UNAIDS hopes to eradicate AIDS by 2030
The United Nations has announced that it is possible to completely end AIDS by 2030, only if local social organizations and people on the front lines to fight the disease are supported and empowered.
The United Nations Organization to fight AIDS, UNAIDS, has said in its annual report on World AIDS Day that the efforts of social organizations in the grassroots are not recognized, and that they are given little funding and even sometimes those people are attacked. The report states that, although the world has not yet completely eradicated AIDS as a public health threat, there is hope that it will be achieved. The United Nations for the first time set a goal in 2015 to eliminate AIDS as a public health threat by 2030. Currently, there are 39 million people living with HIV worldwide, the virus that causes AIDS. Of these, 20.8 million are in eastern and southern Africa while another 6.5 million are in Asia and the Pacific. Winnie Byanyima, Executive Director of UNAIDS However, out of 39 million patients, 9.2 million do not have antiretroviral drugs.

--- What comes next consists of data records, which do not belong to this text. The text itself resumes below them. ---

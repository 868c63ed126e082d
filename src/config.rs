use std::io::ErrorKind;
use std::path::PathBuf;
use std::{env, fs, io};

use serde::Deserialize;

#[derive(Deserialize)]
pub struct Site {
    pub owner: String,
}

#[derive(Deserialize)]
pub struct Paths {
    pub template_dir: PathBuf,
    pub public_dir: PathBuf,
    pub data_dir: PathBuf,
    pub uploads_dir: PathBuf,
}

#[derive(Deserialize)]
pub struct Server {
    pub address: String,
    pub port: u16,
}

#[derive(Deserialize)]
pub struct Admin {
    pub password: String,
}

pub const DEFAULT_ASSETS_BASE_URL: &str = "/uploads";
pub const DEFAULT_MAX_UPLOAD_BYTES: usize = 10 * 1024 * 1024;

#[derive(Deserialize)]
pub struct Assets {
    #[serde(default = "default_base_url")]
    pub base_url: String,
    #[serde(default = "default_max_upload_bytes")]
    pub max_upload_bytes: usize,
}

impl Default for Assets {
    fn default() -> Self {
        Assets {
            base_url: default_base_url(),
            max_upload_bytes: default_max_upload_bytes(),
        }
    }
}

fn default_base_url() -> String {
    DEFAULT_ASSETS_BASE_URL.to_string()
}

fn default_max_upload_bytes() -> usize {
    DEFAULT_MAX_UPLOAD_BYTES
}

#[derive(Deserialize)]
pub struct Contact {
    pub enabled: bool,
}

#[derive(Deserialize)]
pub struct Log {
    pub level: LogLevel,
    pub log_to_console: bool,
    pub location: Option<PathBuf>,
}

#[derive(Deserialize, Copy, Clone, Debug, PartialEq)]
pub enum LogLevel {
    Critical = 0,
    Error,
    Warn,
    Info,
    Debug,
    Trace,
}

#[derive(Deserialize)]
pub struct Config {
    pub site: Site,
    pub paths: Paths,
    pub server: Server,
    pub admin: Admin,
    #[serde(default)]
    pub assets: Assets,
    pub contact: Option<Contact>,
    pub log: Option<Log>,
}

impl Config {
    pub fn contact_enabled(&self) -> bool {
        self.contact.as_ref().map(|c| c.enabled).unwrap_or(false)
    }
}

fn parse_path(path: PathBuf) -> io::Result<PathBuf> {
    let Some(str_path) = path.to_str() else {
        return Ok(path);
    };

    if str_path.starts_with("${exe_dir}") {
        let cur_exe = env::current_exe()?;
        let exe_dir = cur_exe.parent().map(|p| p.to_string_lossy().to_string()).unwrap_or_default();
        Ok(PathBuf::from(str_path.replace("${exe_dir}", &exe_dir)))
    } else {
        Ok(path)
    }
}

pub fn parse_config(cfg_content: &str) -> io::Result<Config> {
    let mut cfg: Config = match toml::from_str::<Config>(cfg_content) {
        Ok(cfg) => cfg,
        Err(e) => return Err(io::Error::new(
            ErrorKind::InvalidData, format!("Error parsing configuration file: {}", e))),
    };

    if cfg.admin.password.trim().is_empty() {
        return Err(io::Error::new(ErrorKind::InvalidData, "Admin password must not be empty"));
    }

    cfg.paths = Paths {
        template_dir: parse_path(cfg.paths.template_dir)?,
        public_dir: parse_path(cfg.paths.public_dir)?,
        data_dir: parse_path(cfg.paths.data_dir)?,
        uploads_dir: parse_path(cfg.paths.uploads_dir)?,
    };

    Ok(cfg)
}

pub fn read_config(cfg_path: &PathBuf) -> io::Result<Config> {
    let cfg_content = match fs::read_to_string(cfg_path) {
        Ok(content) => content,
        Err(e) => return Err(io::Error::new(e.kind(), format!("Error opening configuration file {}: {}", cfg_path.display(), e))),
    };

    parse_config(&cfg_content)
}

#[cfg(test)]
pub(crate) mod test_config {
    use std::path::Path;

    use super::*;

    pub fn config_in(dir: &Path) -> Config {
        Config {
            site: Site { owner: "Jane Doe".to_string() },
            paths: Paths {
                template_dir: PathBuf::from(concat!(env!("CARGO_MANIFEST_DIR"), "/res/template")),
                public_dir: dir.join("public"),
                data_dir: dir.join("data"),
                uploads_dir: dir.join("uploads"),
            },
            server: Server { address: "127.0.0.1".to_string(), port: 8001 },
            admin: Admin { password: "secret".to_string() },
            assets: Assets::default(),
            contact: Some(Contact { enabled: true }),
            log: None,
        }
    }
}

#[cfg(test)]
mod tests {
    use super::*;

    const SAMPLE: &str = r#"
[site]
owner = "Jane Doe"

[paths]
template_dir = "res/template"
public_dir = "res/public"
data_dir = "data"
uploads_dir = "uploads"

[server]
address = "0.0.0.0"
port = 8001

[admin]
password = "change-me"
"#;

    #[test]
    fn test_minimal_config() {
        let cfg = parse_config(SAMPLE).unwrap();
        assert_eq!(cfg.site.owner, "Jane Doe");
        assert_eq!(cfg.server.port, 8001);
        assert_eq!(cfg.assets.base_url, "/uploads");
        assert_eq!(cfg.assets.max_upload_bytes, DEFAULT_MAX_UPLOAD_BYTES);
        assert!(!cfg.contact_enabled());
        assert!(cfg.log.is_none());
        assert_eq!(cfg.paths.data_dir, PathBuf::from("data"));
    }

    #[test]
    fn test_optional_sections() {
        let content = format!("{}\n[assets]\nbase_url = \"https://cdn.example.com\"\n\n[contact]\nenabled = true\n\n[log]\nlevel = \"Debug\"\nlog_to_console = false\n", SAMPLE);
        let cfg = parse_config(&content).unwrap();
        assert_eq!(cfg.assets.base_url, "https://cdn.example.com");
        assert_eq!(cfg.assets.max_upload_bytes, DEFAULT_MAX_UPLOAD_BYTES);
        assert!(cfg.contact_enabled());
        assert_eq!(cfg.log.unwrap().level, LogLevel::Debug);
    }

    #[test]
    fn test_empty_password_is_rejected() {
        let content = SAMPLE.replace("change-me", "");
        assert_eq!(parse_config(&content).err().unwrap().kind(), ErrorKind::InvalidData);
    }

    #[test]
    fn test_exe_dir_expansion() {
        let content = SAMPLE.replace(r#"data_dir = "data""#, r#"data_dir = "${exe_dir}/data""#);
        let cfg = parse_config(&content).unwrap();
        let data_dir = cfg.paths.data_dir.to_str().unwrap().to_string();
        assert!(!data_dir.contains("${exe_dir}"));
        assert!(data_dir.ends_with("/data"));
    }

    #[test]
    fn test_shipped_sample_parses() {
        let cfg = parse_config(include_str!("../folio.toml")).unwrap();
        assert!(cfg.contact_enabled());
    }
}
use serde::{Deserialize, Serialize};

use crate::error::{require, ValidationError};
use crate::model::{blank_as_none, null_as_blank, null_as_empty, Record};

#[derive(Debug, Clone, Default, PartialEq, Serialize, Deserialize)]
#[serde(default)]
pub struct SocialLinks {
    #[serde(deserialize_with = "null_as_blank")]
    pub github: String,
    #[serde(deserialize_with = "null_as_blank")]
    pub linkedin: String,
    #[serde(deserialize_with = "null_as_blank")]
    pub twitter: String,
    #[serde(deserialize_with = "null_as_blank")]
    pub portfolio: String,
    #[serde(deserialize_with = "null_as_blank")]
    pub facebook: String,
    #[serde(deserialize_with = "null_as_blank")]
    pub instagram: String,
}

impl SocialLinks {
    /// Non-empty links as (label, url), in display order.
    pub fn present(&self) -> Vec<(&'static str, &str)> {
        [
            ("GitHub", self.github.as_str()),
            ("LinkedIn", self.linkedin.as_str()),
            ("Twitter / X", self.twitter.as_str()),
            ("Portfolio", self.portfolio.as_str()),
            ("Facebook", self.facebook.as_str()),
            ("Instagram", self.instagram.as_str()),
        ]
            .into_iter()
            .filter(|(_, url)| !url.trim().is_empty())
            .collect()
    }
}

#[derive(Debug, Clone, Default, PartialEq, Serialize, Deserialize)]
pub struct Stack {
    #[serde(default, deserialize_with = "null_as_blank")]
    pub name: String,
    #[serde(default, deserialize_with = "null_as_empty")]
    pub technologies: Vec<String>,
}

#[derive(Debug, Clone, Default, PartialEq, Serialize, Deserialize)]
pub struct Profile {
    #[serde(default)]
    pub id: u64,
    pub name: String,
    pub title: String,
    #[serde(default, deserialize_with = "null_as_blank")]
    pub bio: String,
    pub email: String,
    #[serde(default, deserialize_with = "null_as_blank")]
    pub location: String,
    #[serde(default, deserialize_with = "null_social_links")]
    pub social_links: SocialLinks,
    #[serde(default, deserialize_with = "null_as_empty")]
    pub skills: Vec<String>,
    #[serde(default, deserialize_with = "null_as_empty")]
    pub stacks: Vec<Stack>,
    #[serde(default, deserialize_with = "null_as_empty")]
    pub interests: Vec<String>,
    #[serde(default, deserialize_with = "null_as_blank")]
    pub what_i_work_on: String,
    #[serde(default, deserialize_with = "blank_as_none", skip_serializing_if = "Option::is_none")]
    pub cv_path: Option<String>,
}

fn null_social_links<'de, D>(deserializer: D) -> Result<SocialLinks, D::Error>
where
    D: serde::Deserializer<'de>,
{
    Ok(Option::<SocialLinks>::deserialize(deserializer)?.unwrap_or_default())
}

impl Record for Profile {
    const KIND: &'static str = "profile";

    fn id(&self) -> u64 {
        self.id
    }

    fn set_id(&mut self, id: u64) {
        self.id = id;
    }

    fn validate(&self) -> Result<(), ValidationError> {
        require("Name", &self.name)?;
        require("Title", &self.title)?;
        require("Email", &self.email)?;
        if !self.email.contains('@') {
            return Err(ValidationError::invalid("Email", "must be a valid email address"));
        }
        if self.stacks.iter().any(|stack| stack.name.trim().is_empty()) {
            return Err(ValidationError::Required("Stack name"));
        }
        Ok(())
    }
}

The dangerous disease has killed 40.4 million people since the beginning of the epidemic in 1981. "The statistics in this report show that the way to end AIDS is not a secret, but a choice. It is a political and financial choice," said Winnie Byanyima, executive director of the United Nations Organization against AIDS (UNAIDS). This is happening in a situation where, last year (2022), the United Nations Organization to fight AIDS (UNAIDS) announced that a new study published in the Netherlands has shown the existence of a new species of AIDS virus which, despite its rapid spread, is also harmful more.